PersefonePara os gregos, Perséfone era a Rainha distante do Mundo Avernal, que vigiava as almas dos falecidos, as sombras. Mas ela era conhecida também como a virgem, a donzela – Coré – que foi sequestrada de sua mãe Deméter. Sua descida ao mundo avernal ao ser raptada por Hades é uma das histórias mais conhecidas de toda a mitologia grega.

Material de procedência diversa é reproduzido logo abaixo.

//! Error types for storage operations.

use std::io;
use thiserror::Error;

/// Result type for storage operations.
pub type StorageResult<T> = Result<T, StorageError>;

/// Errors that can occur during storage operations.
#[derive(Debug, Error)]
pub enum StorageError {
    /// An I/O error occurred.
    #[error("I/O error: {0}")]
    Io(#[from] io::Error),

    /// The persisted image is corrupted or has an unknown format.
    #[error("storage corrupted: {0}")]
    Corrupted(String),

    /// A write transaction was begun while the same thread already holds one.
    ///
    /// Writers on other threads block on the single-writer lock instead;
    /// only same-thread re-entry fails fast, because blocking there would
    /// deadlock.
    #[error("write transaction already active on this thread")]
    NestedWriteTransaction,

    /// A mutating operation was attempted on a read-only transaction.
    #[error("transaction is read-only")]
    ReadOnlyTransaction,

    /// The engine's data file is locked by another process.
    #[error("storage locked: another process has exclusive access")]
    Locked,
}
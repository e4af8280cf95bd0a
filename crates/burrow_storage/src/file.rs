//! File-backed storage engine.

use crate::engine::{Cursor, StorageEngine, StorageTx};
use crate::error::{StorageError, StorageResult};
use crate::memory::{MemoryEngine, Table, Tables};
use fs2::FileExt;
use parking_lot::Mutex;
use std::fs::{self, File, OpenOptions};
use std::io::{self, BufReader, BufWriter, Read, Write};
use std::path::{Path, PathBuf};

/// Magic bytes identifying a BurrowDB snapshot image.
const MAGIC: &[u8; 8] = b"BRWSNAP\x01";

/// A file-backed transactional sorted key-value engine.
///
/// Committed state lives in memory; after every committed write transaction
/// the full image is rewritten to disk via a temp file and an atomic
/// rename, so the on-disk image is always some committed state. An `fs2`
/// exclusive lock file guards against two processes opening the same store.
///
/// # Example
///
/// ```rust,no_run
/// use burrow_storage::{FileEngine, StorageEngine};
///
/// let engine = FileEngine::open("data.burrow").unwrap();
/// let mut tx = engine.begin(true).unwrap();
/// tx.put("users", b"1", b"alice").unwrap();
/// tx.commit().unwrap();
/// ```
pub struct FileEngine {
    inner: MemoryEngine,
    path: PathBuf,
    persist_lock: Mutex<()>,
    // Held for the engine's lifetime; releasing the fs2 lock happens on drop.
    _lock_file: File,
}

impl FileEngine {
    /// Opens (or creates) the store at `path`.
    ///
    /// # Errors
    ///
    /// Fails with [`StorageError::Locked`] if another process holds the
    /// store, and [`StorageError::Corrupted`] if the image on disk is not a
    /// valid snapshot.
    pub fn open(path: impl AsRef<Path>) -> StorageResult<Self> {
        let path = path.as_ref().to_path_buf();

        let lock_path = path.with_extension("lock");
        let lock_file = OpenOptions::new()
            .create(true)
            .truncate(false)
            .write(true)
            .open(&lock_path)?;
        lock_file
            .try_lock_exclusive()
            .map_err(|_| StorageError::Locked)?;

        let tables = if path.exists() {
            read_image(&path)?
        } else {
            Tables::new()
        };

        Ok(Self {
            inner: MemoryEngine::with_tables(tables),
            path,
            persist_lock: Mutex::new(()),
            _lock_file: lock_file,
        })
    }

    /// Returns the path of the underlying data file.
    #[must_use]
    pub fn path(&self) -> &Path {
        &self.path
    }

    /// Rewrites the on-disk image from the current committed state.
    fn persist(&self) -> StorageResult<()> {
        let _guard = self.persist_lock.lock();
        // Export inside the lock so the last persist wins with the newest
        // committed state.
        let tables = self.inner.export();

        let tmp_path = self.path.with_extension("tmp");
        {
            let file = File::create(&tmp_path)?;
            let mut writer = BufWriter::new(file);
            write_image(&mut writer, &tables)?;
            writer.flush()?;
            writer.get_ref().sync_all()?;
        }
        fs::rename(&tmp_path, &self.path)?;
        Ok(())
    }
}

impl StorageEngine for FileEngine {
    fn begin(&self, writable: bool) -> StorageResult<Box<dyn StorageTx + '_>> {
        let inner = self.inner.begin(writable)?;
        if writable {
            Ok(Box::new(FileTx {
                inner,
                engine: self,
            }))
        } else {
            Ok(inner)
        }
    }
}

struct FileTx<'e> {
    inner: Box<dyn StorageTx + 'e>,
    engine: &'e FileEngine,
}

impl StorageTx for FileTx<'_> {
    fn get(&self, namespace: &str, key: &[u8]) -> StorageResult<Option<Vec<u8>>> {
        self.inner.get(namespace, key)
    }

    fn put(&mut self, namespace: &str, key: &[u8], value: &[u8]) -> StorageResult<()> {
        self.inner.put(namespace, key, value)
    }

    fn delete(&mut self, namespace: &str, key: &[u8]) -> StorageResult<bool> {
        self.inner.delete(namespace, key)
    }

    fn cursor(&self, namespace: &str) -> StorageResult<Box<dyn Cursor>> {
        self.inner.cursor(namespace)
    }

    fn commit(self: Box<Self>) -> StorageResult<()> {
        let this = *self;
        this.inner.commit()?;
        this.engine.persist()
    }

    fn rollback(self: Box<Self>) -> StorageResult<()> {
        let this = *self;
        this.inner.rollback()
    }
}

fn write_image<W: Write>(writer: &mut W, tables: &Tables) -> StorageResult<()> {
    writer.write_all(MAGIC)?;
    let table_count = u32::try_from(tables.len()).map_err(|_| {
        StorageError::Io(io::Error::new(
            io::ErrorKind::InvalidInput,
            "namespace count exceeds u32",
        ))
    })?;
    writer.write_all(&table_count.to_be_bytes())?;
    for (name, table) in tables {
        write_frame(writer, name.as_bytes())?;
        writer.write_all(&(table.len() as u64).to_be_bytes())?;
        for (key, value) in table {
            write_frame(writer, key)?;
            write_frame(writer, value)?;
        }
    }
    Ok(())
}

fn write_frame<W: Write>(writer: &mut W, bytes: &[u8]) -> StorageResult<()> {
    let len = u32::try_from(bytes.len()).map_err(|_| {
        StorageError::Io(io::Error::new(
            io::ErrorKind::InvalidInput,
            "frame exceeds u32 length",
        ))
    })?;
    writer.write_all(&len.to_be_bytes())?;
    writer.write_all(bytes)?;
    Ok(())
}

fn read_image(path: &Path) -> StorageResult<Tables> {
    let file = File::open(path)?;
    let mut reader = BufReader::new(file);

    let mut magic = [0u8; 8];
    read_exact(&mut reader, &mut magic)?;
    if &magic != MAGIC {
        return Err(StorageError::Corrupted(
            "bad magic: not a BurrowDB snapshot".into(),
        ));
    }

    let table_count = read_u32(&mut reader)?;
    let mut tables = Tables::new();
    for _ in 0..table_count {
        let name_bytes = read_frame(&mut reader)?;
        let name = String::from_utf8(name_bytes)
            .map_err(|_| StorageError::Corrupted("namespace name is not UTF-8".into()))?;

        let entry_count = read_u64(&mut reader)?;
        let mut table = Table::new();
        for _ in 0..entry_count {
            let key = read_frame(&mut reader)?;
            let value = read_frame(&mut reader)?;
            table.insert(key, value);
        }
        tables.insert(name, table);
    }
    Ok(tables)
}

fn read_exact<R: Read>(reader: &mut R, buf: &mut [u8]) -> StorageResult<()> {
    reader.read_exact(buf).map_err(|e| {
        if e.kind() == io::ErrorKind::UnexpectedEof {
            StorageError::Corrupted("truncated snapshot image".into())
        } else {
            StorageError::Io(e)
        }
    })
}

fn read_u32<R: Read>(reader: &mut R) -> StorageResult<u32> {
    let mut buf = [0u8; 4];
    read_exact(reader, &mut buf)?;
    Ok(u32::from_be_bytes(buf))
}

fn read_u64<R: Read>(reader: &mut R) -> StorageResult<u64> {
    let mut buf = [0u8; 8];
    read_exact(reader, &mut buf)?;
    Ok(u64::from_be_bytes(buf))
}

fn read_frame<R: Read>(reader: &mut R) -> StorageResult<Vec<u8>> {
    let len = read_u32(reader)? as usize;
    let mut buf = vec![0u8; len];
    read_exact(reader, &mut buf)?;
    Ok(buf)
}

#[cfg(test)]
mod tests {
    use super::*;
    use tempfile::TempDir;

    fn data_path(dir: &TempDir) -> PathBuf {
        dir.path().join("store.burrow")
    }

    #[test]
    fn open_creates_empty_store() {
        let dir = TempDir::new().unwrap();
        let engine = FileEngine::open(data_path(&dir)).unwrap();
        let tx = engine.begin(false).unwrap();
        assert_eq!(tx.get("ns", b"key").unwrap(), None);
    }

    #[test]
    fn committed_data_survives_reopen() {
        let dir = TempDir::new().unwrap();
        let path = data_path(&dir);

        {
            let engine = FileEngine::open(&path).unwrap();
            let mut tx = engine.begin(true).unwrap();
            tx.put("users", b"1", b"alice").unwrap();
            tx.put("users", b"2", b"bob").unwrap();
            tx.commit().unwrap();
        }

        let engine = FileEngine::open(&path).unwrap();
        let tx = engine.begin(false).unwrap();
        assert_eq!(tx.get("users", b"1").unwrap(), Some(b"alice".to_vec()));
        assert_eq!(tx.get("users", b"2").unwrap(), Some(b"bob".to_vec()));
    }

    #[test]
    fn uncommitted_data_not_persisted() {
        let dir = TempDir::new().unwrap();
        let path = data_path(&dir);

        {
            let engine = FileEngine::open(&path).unwrap();
            let mut tx = engine.begin(true).unwrap();
            tx.put("ns", b"key", b"value").unwrap();
            tx.rollback().unwrap();
        }

        let engine = FileEngine::open(&path).unwrap();
        let tx = engine.begin(false).unwrap();
        assert_eq!(tx.get("ns", b"key").unwrap(), None);
    }

    #[test]
    fn second_open_is_locked() {
        let dir = TempDir::new().unwrap();
        let path = data_path(&dir);
        let _engine = FileEngine::open(&path).unwrap();

        let result = FileEngine::open(&path);
        assert!(matches!(result.err(), Some(StorageError::Locked)));
    }

    #[test]
    fn corrupt_image_is_rejected() {
        let dir = TempDir::new().unwrap();
        let path = data_path(&dir);
        fs::write(&path, b"not a snapshot").unwrap();

        let result = FileEngine::open(&path);
        assert!(matches!(result.err(), Some(StorageError::Corrupted(_))));
    }

    #[test]
    fn deletes_are_persisted() {
        let dir = TempDir::new().unwrap();
        let path = data_path(&dir);

        {
            let engine = FileEngine::open(&path).unwrap();
            let mut tx = engine.begin(true).unwrap();
            tx.put("ns", b"key", b"value").unwrap();
            tx.commit().unwrap();

            let mut tx = engine.begin(true).unwrap();
            tx.delete("ns", b"key").unwrap();
            tx.commit().unwrap();
        }

        let engine = FileEngine::open(&path).unwrap();
        let tx = engine.begin(false).unwrap();
        assert_eq!(tx.get("ns", b"key").unwrap(), None);
    }
}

(…) Como já vimos, o caráter da mulher-Perséfone não é nada fácil de entender. Muitas mulheres-Perséfone são altamente reservadas e, muitas vezes, reclusas. O desgaste psíquico de permanecer em meio às pessoas e à agitação dos mercados frequentemente faz com que elas se retirem do cenário social e tentem se manter, apesar das dificuldades, à margem da sociedade. Essas mulheres precisam de muito tempo sozinhas, levando a cabo seus projetos secretos, suas reflexões, sua comunhão com o mundo invisível. Isso é o que significa viver a maior parte de sua vida no mundo avernal, entre os espíritos.

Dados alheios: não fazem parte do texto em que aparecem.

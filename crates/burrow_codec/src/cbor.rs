//! CBOR codec implementation.

use crate::error::{CodecError, CodecResult};
use crate::Codec;
use serde::de::DeserializeOwned;
use serde::Serialize;

/// CBOR payload codec backed by `ciborium`.
///
/// This is the default codec for BurrowDB stores. Payloads are opaque to
/// the store; this codec is only consulted at the record-access boundary.
#[derive(Debug, Clone, Copy, Default)]
pub struct CborCodec;

impl CborCodec {
    /// Creates a new CBOR codec.
    #[must_use]
    pub fn new() -> Self {
        Self
    }
}

impl Codec for CborCodec {
    fn encode<T: Serialize>(&self, value: &T) -> CodecResult<Vec<u8>> {
        let mut bytes = Vec::new();
        ciborium::ser::into_writer(value, &mut bytes)
            .map_err(|e| CodecError::encoding_failed(e.to_string()))?;
        Ok(bytes)
    }

    fn decode<T: DeserializeOwned>(&self, bytes: &[u8]) -> CodecResult<T> {
        ciborium::de::from_reader(bytes).map_err(|e| CodecError::decoding_failed(e.to_string()))
    }
}
//! List index implementation.

use crate::error::{CoreError, CoreResult};
use crate::index::{decode_ids, encode_ids, entry_key, paginate, scan_entries, QueryOptions};
use burrow_storage::StorageTx;

/// A list index: an ordered, duplicate-free identifier sequence per value.
///
/// Each entry is stored as `entry key -> framed identifier sequence` in
/// insertion order. `add` is idempotent per (value, identifier) pair so a
/// caller-driven retry after a partial failure cannot double-insert.
#[derive(Debug, Clone)]
pub struct ListIndex {
    namespace: String,
    field: String,
}

impl ListIndex {
    pub(crate) fn new(namespace: &str, field: &str) -> Self {
        Self {
            namespace: namespace.to_string(),
            field: field.to_string(),
        }
    }

    /// Returns the indexed field name.
    #[must_use]
    pub fn field(&self) -> &str {
        &self.field
    }

    /// Appends `id` to `value`'s sequence if not already present.
    ///
    /// # Errors
    ///
    /// Returns storage errors only.
    pub fn add(&self, tx: &mut dyn StorageTx, value: &[u8], id: &[u8]) -> CoreResult<()> {
        let key = entry_key(&self.field, value)?;
        let mut ids = match tx.get(&self.namespace, &key)? {
            Some(bytes) => decode_ids(&bytes)?,
            None => Vec::new(),
        };
        if ids.iter().any(|existing| existing == id) {
            return Ok(());
        }
        ids.push(id.to_vec());
        tx.put(&self.namespace, &key, &encode_ids(&ids))?;
        Ok(())
    }

    /// Deletes the whole sequence stored for `value`.
    ///
    /// # Errors
    ///
    /// Fails with [`CoreError::NotFound`] if no entry exists.
    pub fn remove(&self, tx: &mut dyn StorageTx, value: &[u8]) -> CoreResult<()> {
        let key = entry_key(&self.field, value)?;
        if !tx.delete(&self.namespace, &key)? {
            return Err(CoreError::NotFound);
        }
        Ok(())
    }

    /// Removes `id` from the sequence currently holding it, if any.
    ///
    /// The entry is deleted outright when its sequence becomes empty, so
    /// `all` keeps its absent-value contract.
    ///
    /// # Errors
    ///
    /// Returns storage errors only; an absent `id` is a no-op.
    pub fn remove_id(&self, tx: &mut dyn StorageTx, id: &[u8]) -> CoreResult<()> {
        for (key, payload) in scan_entries(&*tx, &self.namespace, &self.field, None, None)? {
            let mut ids = decode_ids(&payload)?;
            if let Some(pos) = ids.iter().position(|existing| existing == id) {
                ids.remove(pos);
                if ids.is_empty() {
                    tx.delete(&self.namespace, &key)?;
                } else {
                    tx.put(&self.namespace, &key, &encode_ids(&ids))?;
                }
                break;
            }
        }
        Ok(())
    }

    /// Returns `value`'s sequence in insertion order.
    ///
    /// # Errors
    ///
    /// Fails with [`CoreError::NotFound`] if no entry exists.
    pub fn all(
        &self,
        tx: &dyn StorageTx,
        value: &[u8],
        opts: QueryOptions,
    ) -> CoreResult<Vec<Vec<u8>>> {
        let key = entry_key(&self.field, value)?;
        let bytes = tx.get(&self.namespace, &key)?.ok_or(CoreError::NotFound)?;
        Ok(paginate(decode_ids(&bytes)?, opts))
    }

    /// Returns every indexed identifier, ordered by value key and by
    /// insertion order within equal values.
    ///
    /// # Errors
    ///
    /// Returns storage errors only.
    pub fn all_records(&self, tx: &dyn StorageTx, opts: QueryOptions) -> CoreResult<Vec<Vec<u8>>> {
        let entries = scan_entries(tx, &self.namespace, &self.field, None, None)?;
        let mut ids = Vec::new();
        for (_, payload) in entries {
            ids.extend(decode_ids(&payload)?);
        }
        Ok(paginate(ids, opts))
    }

    /// Returns identifiers for entries with encoded value in `[min, max]`,
    /// concatenated in value-key order.
    ///
    /// # Errors
    ///
    /// Returns storage errors only.
    pub fn range(
        &self,
        tx: &dyn StorageTx,
        min: &[u8],
        max: &[u8],
        opts: QueryOptions,
    ) -> CoreResult<Vec<Vec<u8>>> {
        let entries = scan_entries(tx, &self.namespace, &self.field, Some(min), Some(max))?;
        let mut ids = Vec::new();
        for (_, payload) in entries {
            ids.extend(decode_ids(&payload)?);
        }
        Ok(paginate(ids, opts))
    }
}

#[cfg(test)]
mod tests {
    use super::*;
    use burrow_storage::{MemoryEngine, StorageEngine};

    fn index() -> ListIndex {
        ListIndex::new("users", "group")
    }

    #[test]
    fn add_preserves_insertion_order() {
        let engine = MemoryEngine::new();
        let mut tx = engine.begin(true).unwrap();
        let index = index();

        index.add(&mut *tx, b"staff", b"100").unwrap();
        index.add(&mut *tx, b"staff", b"101").unwrap();
        index.add(&mut *tx, b"admin", b"102").unwrap();

        let staff = index.all(&*tx, b"staff", QueryOptions::new()).unwrap();
        assert_eq!(staff, vec![b"100".to_vec(), b"101".to_vec()]);

        let admin = index.all(&*tx, b"admin", QueryOptions::new()).unwrap();
        assert_eq!(admin, vec![b"102".to_vec()]);
    }

    #[test]
    fn add_is_idempotent_per_pair() {
        let engine = MemoryEngine::new();
        let mut tx = engine.begin(true).unwrap();
        let index = index();

        index.add(&mut *tx, b"staff", b"100").unwrap();
        index.add(&mut *tx, b"staff", b"100").unwrap();

        let staff = index.all(&*tx, b"staff", QueryOptions::new()).unwrap();
        assert_eq!(staff, vec![b"100".to_vec()]);
    }

    #[test]
    fn remove_deletes_whole_entry() {
        let engine = MemoryEngine::new();
        let mut tx = engine.begin(true).unwrap();
        let index = index();

        index.add(&mut *tx, b"staff", b"100").unwrap();
        index.add(&mut *tx, b"staff", b"101").unwrap();
        index.remove(&mut *tx, b"staff").unwrap();

        let result = index.all(&*tx, b"staff", QueryOptions::new());
        assert!(matches!(result, Err(CoreError::NotFound)));
    }

    #[test]
    fn remove_absent_is_not_found() {
        let engine = MemoryEngine::new();
        let mut tx = engine.begin(true).unwrap();
        let result = index().remove(&mut *tx, b"ghost");
        assert!(matches!(result, Err(CoreError::NotFound)));
    }

    #[test]
    fn remove_id_touches_only_its_entry() {
        let engine = MemoryEngine::new();
        let mut tx = engine.begin(true).unwrap();
        let index = index();

        index.add(&mut *tx, b"staff", b"100").unwrap();
        index.add(&mut *tx, b"staff", b"101").unwrap();
        index.add(&mut *tx, b"admin", b"102").unwrap();

        index.remove_id(&mut *tx, b"100").unwrap();

        let staff = index.all(&*tx, b"staff", QueryOptions::new()).unwrap();
        assert_eq!(staff, vec![b"101".to_vec()]);
        let admin = index.all(&*tx, b"admin", QueryOptions::new()).unwrap();
        assert_eq!(admin, vec![b"102".to_vec()]);
    }

    #[test]
    fn remove_id_deletes_emptied_entry() {
        let engine = MemoryEngine::new();
        let mut tx = engine.begin(true).unwrap();
        let index = index();

        index.add(&mut *tx, b"staff", b"100").unwrap();
        index.remove_id(&mut *tx, b"100").unwrap();

        let result = index.all(&*tx, b"staff", QueryOptions::new());
        assert!(matches!(result, Err(CoreError::NotFound)));
    }

    #[test]
    fn remove_id_absent_is_noop() {
        let engine = MemoryEngine::new();
        let mut tx = engine.begin(true).unwrap();
        let index = index();

        index.add(&mut *tx, b"staff", b"100").unwrap();
        index.remove_id(&mut *tx, b"999").unwrap();

        let staff = index.all(&*tx, b"staff", QueryOptions::new()).unwrap();
        assert_eq!(staff, vec![b"100".to_vec()]);
    }

    #[test]
    fn all_records_orders_by_value_then_insertion() {
        let engine = MemoryEngine::new();
        let mut tx = engine.begin(true).unwrap();
        let index = index();

        index.add(&mut *tx, b"staff", b"100").unwrap();
        index.add(&mut *tx, b"admin", b"102").unwrap();
        index.add(&mut *tx, b"staff", b"101").unwrap();

        let ids = index.all_records(&*tx, QueryOptions::new()).unwrap();
        // "admin" < "staff" in key order; insertion order within "staff".
        assert_eq!(ids, vec![b"102".to_vec(), b"100".to_vec(), b"101".to_vec()]);
    }

    #[test]
    fn all_records_counts_every_id_once() {
        let engine = MemoryEngine::new();
        let mut tx = engine.begin(true).unwrap();
        let index = index();

        for (value, id) in [
            (&b"a"[..], &b"1"[..]),
            (b"a", b"2"),
            (b"b", b"3"),
            (b"c", b"4"),
            (b"c", b"5"),
        ] {
            index.add(&mut *tx, value, id).unwrap();
        }

        let mut ids = index.all_records(&*tx, QueryOptions::new()).unwrap();
        assert_eq!(ids.len(), 5);
        ids.sort();
        ids.dedup();
        assert_eq!(ids.len(), 5);
    }

    #[test]
    fn range_is_inclusive_and_ordered() {
        let engine = MemoryEngine::new();
        let mut tx = engine.begin(true).unwrap();
        let index = index();

        index.add(&mut *tx, b"x", b"1").unwrap();
        index.add(&mut *tx, b"xm", b"2").unwrap();
        index.add(&mut *tx, b"y", b"3").unwrap();
        index.add(&mut *tx, b"z", b"4").unwrap();

        let ids = index.range(&*tx, b"x", b"y", QueryOptions::new()).unwrap();
        assert_eq!(ids, vec![b"1".to_vec(), b"2".to_vec(), b"3".to_vec()]);
    }

    #[test]
    fn pagination_spans_entries() {
        let engine = MemoryEngine::new();
        let mut tx = engine.begin(true).unwrap();
        let index = index();

        index.add(&mut *tx, b"a", b"1").unwrap();
        index.add(&mut *tx, b"a", b"2").unwrap();
        index.add(&mut *tx, b"b", b"3").unwrap();

        let opts = QueryOptions::new().skip(1).limit(2);
        let ids = index.all_records(&*tx, opts).unwrap();
        assert_eq!(ids, vec![b"2".to_vec(), b"3".to_vec()]);
    }
}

Hoje em dia, cada vez mais Peréfones latentes têm buscado a literatura esotérica, as formas alternativas de cura e o que se chama vagamente de ensinamentos da Nova Era. De modo que, mais do que nunca, é oportuno penetrar mais na história velada de Perséfone, rainha e co-regente do mundo do além-túmulo. Acreditamos que o seu mito tem muito a dizer às mulheres modernas que se esforçam para compreender toda especie de intrigantes experiências “psíquicas” na natureza ou que, de uma forma ou de outra, são atraídas a trabalhar com a morte ou sofreram grandes tragédias pessoais em suas vidas.

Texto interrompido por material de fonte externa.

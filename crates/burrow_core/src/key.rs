//! Order-preserving key encoding.
//!
//! A [`Key`] is one of a closed set of scalar variants, each with a
//! deterministic byte encoding whose lexicographic order matches the
//! natural order of the underlying type. This is what makes byte-range
//! cursor scans over index entries equivalent to value-range queries.
//!
//! Composite values (maps, sequences) have no defined ordering here and
//! are intentionally unrepresentable: callers must reduce them to a
//! supported scalar or raw bytes before indexing.

use crate::error::{CoreError, CoreResult};
use std::time::{Duration, SystemTime, UNIX_EPOCH};

const SIGN_BIT: u64 = 1 << 63;

/// A typed scalar used as a record identifier or indexed field value.
#[derive(Debug, Clone, PartialEq)]
pub enum Key {
    /// Signed integer.
    Int(i64),
    /// Unsigned integer.
    Uint(u64),
    /// IEEE-754 double. `NaN` has no ordering and cannot be encoded.
    Float(f64),
    /// UTF-8 text, ordered lexicographically by its bytes.
    Text(String),
    /// Raw bytes, passed through unchanged.
    Bytes(Vec<u8>),
    /// Boolean, `false` before `true`.
    Bool(bool),
    /// A point in time, ordered chronologically.
    Instant(SystemTime),
}

impl Key {
    /// Encodes the key to order-preserving bytes.
    ///
    /// For values of the same variant, byte-lexicographic order of the
    /// encoding equals the natural order of the values. Fixed-width
    /// numeric variants use a big-endian layout with the sign handled so
    /// that negative values sort before positive ones.
    ///
    /// # Errors
    ///
    /// Fails with [`CoreError::UnsupportedKeyType`] for `NaN` floats and
    /// for instants outside the encodable window (roughly years
    /// 1678-2262, i64 nanoseconds around the Unix epoch).
    pub fn encode(&self) -> CoreResult<Vec<u8>> {
        match self {
            Key::Int(v) => Ok(encode_i64(*v).to_vec()),
            Key::Uint(v) => Ok(v.to_be_bytes().to_vec()),
            Key::Float(v) => {
                if v.is_nan() {
                    return Err(CoreError::unsupported_key_type("NaN float"));
                }
                Ok(encode_f64(*v).to_vec())
            }
            Key::Text(s) => Ok(s.as_bytes().to_vec()),
            Key::Bytes(b) => Ok(b.clone()),
            Key::Bool(b) => Ok(vec![u8::from(*b)]),
            Key::Instant(t) => {
                let nanos = instant_nanos(*t)?;
                Ok(encode_i64(nanos).to_vec())
            }
        }
    }
}

fn encode_i64(v: i64) -> [u8; 8] {
    // Flipping the sign bit maps i64 order onto unsigned byte order.
    ((v as u64) ^ SIGN_BIT).to_be_bytes()
}

fn encode_f64(v: f64) -> [u8; 8] {
    // IEEE-754 total-order transform: invert negatives entirely, set the
    // sign bit on non-negatives.
    let bits = v.to_bits();
    let mapped = if bits & SIGN_BIT != 0 {
        !bits
    } else {
        bits | SIGN_BIT
    };
    mapped.to_be_bytes()
}

fn instant_nanos(t: SystemTime) -> CoreResult<i64> {
    let nanos: i128 = match t.duration_since(UNIX_EPOCH) {
        Ok(d) => i128::try_from(d.as_nanos())
            .map_err(|_| CoreError::unsupported_key_type("instant outside encodable range"))?,
        Err(e) => {
            let before = i128::try_from(e.duration().as_nanos())
                .map_err(|_| CoreError::unsupported_key_type("instant outside encodable range"))?;
            -before
        }
    };
    i64::try_from(nanos)
        .map_err(|_| CoreError::unsupported_key_type("instant outside encodable range"))
}

fn fixed8(bytes: &[u8], what: &str) -> CoreResult<[u8; 8]> {
    bytes
        .try_into()
        .map_err(|_| CoreError::invalid_key(format!("expected 8 bytes for {what}")))
}

/// Decodes an encoded signed integer key.
///
/// # Errors
///
/// Fails with [`CoreError::InvalidKey`] if `bytes` is not 8 bytes.
pub fn decode_int(bytes: &[u8]) -> CoreResult<i64> {
    let arr = fixed8(bytes, "Int")?;
    Ok((u64::from_be_bytes(arr) ^ SIGN_BIT) as i64)
}

/// Decodes an encoded unsigned integer key.
///
/// # Errors
///
/// Fails with [`CoreError::InvalidKey`] if `bytes` is not 8 bytes.
pub fn decode_uint(bytes: &[u8]) -> CoreResult<u64> {
    Ok(u64::from_be_bytes(fixed8(bytes, "Uint")?))
}

/// Decodes an encoded float key.
///
/// # Errors
///
/// Fails with [`CoreError::InvalidKey`] if `bytes` is not 8 bytes.
pub fn decode_float(bytes: &[u8]) -> CoreResult<f64> {
    let mapped = u64::from_be_bytes(fixed8(bytes, "Float")?);
    let bits = if mapped & SIGN_BIT != 0 {
        mapped ^ SIGN_BIT
    } else {
        !mapped
    };
    Ok(f64::from_bits(bits))
}

/// Decodes an encoded instant key.
///
/// # Errors
///
/// Fails with [`CoreError::InvalidKey`] if `bytes` is not 8 bytes.
pub fn decode_instant(bytes: &[u8]) -> CoreResult<SystemTime> {
    let nanos = decode_int(bytes)?;
    let duration = Duration::from_nanos(nanos.unsigned_abs());
    if nanos >= 0 {
        Ok(UNIX_EPOCH + duration)
    } else {
        Ok(UNIX_EPOCH - duration)
    }
}

impl From<i64> for Key {
    fn from(v: i64) -> Self {
        Key::Int(v)
    }
}

impl From<i32> for Key {
    fn from(v: i32) -> Self {
        Key::Int(i64::from(v))
    }
}

impl From<u64> for Key {
    fn from(v: u64) -> Self {
        Key::Uint(v)
    }
}

impl From<u32> for Key {
    fn from(v: u32) -> Self {
        Key::Uint(u64::from(v))
    }
}

impl From<f64> for Key {
    fn from(v: f64) -> Self {
        Key::Float(v)
    }
}

impl From<&str> for Key {
    fn from(v: &str) -> Self {
        Key::Text(v.to_string())
    }
}

impl From<String> for Key {
    fn from(v: String) -> Self {
        Key::Text(v)
    }
}

impl From<&[u8]> for Key {
    fn from(v: &[u8]) -> Self {
        Key::Bytes(v.to_vec())
    }
}

impl From<Vec<u8>> for Key {
    fn from(v: Vec<u8>) -> Self {
        Key::Bytes(v)
    }
}

impl From<bool> for Key {
    fn from(v: bool) -> Self {
        Key::Bool(v)
    }
}

impl From<SystemTime> for Key {
    fn from(v: SystemTime) -> Self {
        Key::Instant(v)
    }
}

Muitas coisas apontam para o fato de a mulher-Perséfone ser dotada daquilo que Toni Wolff, a colaboradora mais próxima de Jung, sagazmente identificou em 1951 como “personalidade mediúnica ou medial”. Eis como Wolff a descreve:
A mulher medial está imersa na atmosfera psíquica do ambiente em que vive e no espírito da sua época, mas sobretudo no inconsciente coletivo (impessoal). O inconsciente, ao ser constelado [isto é, quando suas formas começam a se delinear] e puder se tornar consciente, exerce um efeito. Esse efeito prevalece sobre a mulher medial, que é absorvida e moldada por ela (e chega às vezes a representá-lo). Ela precisa, por exemplo, exprimir ou representar aquilo que “está no ar”, aquilo que o seu ambiente não pode ou não quer admitir mas que, não obstante, é parte dele. Trata-se sobretudo do aspecto sombrio de uma situação ou ideia predominante – e desse modo ela ativa o que é negativo e perigoso, tornando-se assim a portadora do mal, ainda que o que faça seja exclusivamente um problema pessoal seu.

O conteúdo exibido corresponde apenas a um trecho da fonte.